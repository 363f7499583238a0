//! Bounded exponential backoff for calls to the store and the payment gateway.

use std::{future::Future, time::Duration};

/// Errors that know whether repeating the same call could succeed.
pub trait Transient {
    fn is_transient(&self) -> bool;

    /// Minimum wait the remote side asked for before the next attempt.
    fn retry_after(&self) -> Option<Duration> {
        None
    }
}

#[derive(Debug, Clone, Copy)]
pub struct RetryPolicy {
    pub max_attempts: u32,
    pub base_delay: Duration,
    pub max_delay: Duration,
}

impl Default for RetryPolicy {
    fn default() -> Self {
        Self {
            max_attempts: 3,
            base_delay: Duration::from_millis(100),
            max_delay: Duration::from_secs(2),
        }
    }
}

impl RetryPolicy {
    pub fn with_attempts(max_attempts: u32) -> Self {
        Self {
            max_attempts: max_attempts.max(1),
            ..Self::default()
        }
    }

    /// Delay before retry number `attempt` (1-based).
    pub fn delay_for(&self, attempt: u32) -> Duration {
        let factor = 2u32.saturating_pow(attempt.saturating_sub(1));
        self.base_delay.saturating_mul(factor).min(self.max_delay)
    }

    /// Delay before retry number `attempt` after `err`, honouring its hint.
    pub fn delay_after<E: Transient>(&self, attempt: u32, err: &E) -> Duration {
        let backoff = self.delay_for(attempt);
        err.retry_after().map_or(backoff, |hint| backoff.max(hint))
    }

    pub async fn run<F, Fut, T, E>(&self, operation: &str, mut op: F) -> Result<T, E>
    where
        F: FnMut() -> Fut,
        Fut: Future<Output = Result<T, E>>,
        E: Transient + std::fmt::Display,
    {
        let mut attempt = 1;
        loop {
            match op().await {
                Ok(value) => return Ok(value),
                Err(err) if err.is_transient() && attempt < self.max_attempts => {
                    let delay = self.delay_after(attempt, &err);
                    tracing::warn!(
                        operation,
                        attempt,
                        delay_ms = %delay.as_millis(),
                        error = %err,
                        "transient failure, retrying"
                    );
                    tokio::time::sleep(delay).await;
                    attempt += 1;
                }
                Err(err) => return Err(err),
            }
        }
    }
}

________________

▸ **TASK DIRECTIONS**:
Could you copy every line from the records that mentions the word "factor"?

▸ **SOLUTION TO THIS EXERCISE**:
        let factor = 2u32.saturating_pow(attempt.saturating_sub(1));
        self.base_delay.saturating_mul(factor).min(self.max_delay)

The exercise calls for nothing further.